Start of Block
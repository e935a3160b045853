use std::fmt;

/// Classification of ledger failures. Everything except `Fatal` is retried.
#[derive(Debug, Clone, Copy, PartialEq, Eq)]
pub enum LedgerErrorKind {
    Transient,
    Timeout,
    NotFound,
    Fatal,
}

#[derive(Debug, Clone)]
pub struct LedgerError {
    kind: LedgerErrorKind,
    operation: &'static str,
    message: String,
}

impl LedgerError {
    pub fn new(kind: LedgerErrorKind, operation: &'static str, message: impl Into<String>) -> Self {
        Self {
            kind,
            operation,
            message: message.into(),
        }
    }

    pub fn transient(operation: &'static str, message: impl Into<String>) -> Self {
        Self::new(LedgerErrorKind::Transient, operation, message)
    }

    pub fn not_found(operation: &'static str, message: impl Into<String>) -> Self {
        Self::new(LedgerErrorKind::NotFound, operation, message)
    }

    pub fn fatal(operation: &'static str, message: impl Into<String>) -> Self {
        Self::new(LedgerErrorKind::Fatal, operation, message)
    }

    pub fn timeout(operation: &'static str) -> Self {
        Self::new(LedgerErrorKind::Timeout, operation, "request timed out")
    }

    pub fn kind(&self) -> LedgerErrorKind {
        self.kind
    }

    pub fn operation(&self) -> &'static str {
        self.operation
    }

    pub fn is_retryable(&self) -> bool {
        !matches!(self.kind, LedgerErrorKind::Fatal)
    }
}

impl fmt::Display for LedgerError {
    fn fmt(&self, f: &mut fmt::Formatter<'_>) -> fmt::Result {
        let label = match self.kind {
            LedgerErrorKind::Transient => "transient",
            LedgerErrorKind::Timeout => "timeout",
            LedgerErrorKind::NotFound => "not found",
            LedgerErrorKind::Fatal => "fatal",
        };
        write!(f, "ledger {} failed ({label}): {}", self.operation, self.message)
    }
}

impl std::error::Error for LedgerError {}
//! Runtime glue: configuration, errors, injected policies, the event sink,
//! progress tracking, telemetry and runner orchestration.

pub mod config;
pub mod error;
pub mod fatal;
pub mod policy;
pub mod progress;
pub mod runner;
pub mod sink;
pub mod telemetry;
End of Block
Aim of the task ::
Everything above from the line containing "Self::new(LedgerErrorKind::Transient, operation, message)" down to the line containing "pub fn fatal(operation: &'static" should be copied exactly, both end lines included, and nothing else.

Written solution ::
        Self::new(LedgerErrorKind::Transient, operation, message)
    }

    pub fn not_found(operation: &'static str, message: impl Into<String>) -> Self {
        Self::new(LedgerErrorKind::NotFound, operation, message)
    }

    pub fn fatal(operation: &'static str, message: impl Into<String>) -> Self {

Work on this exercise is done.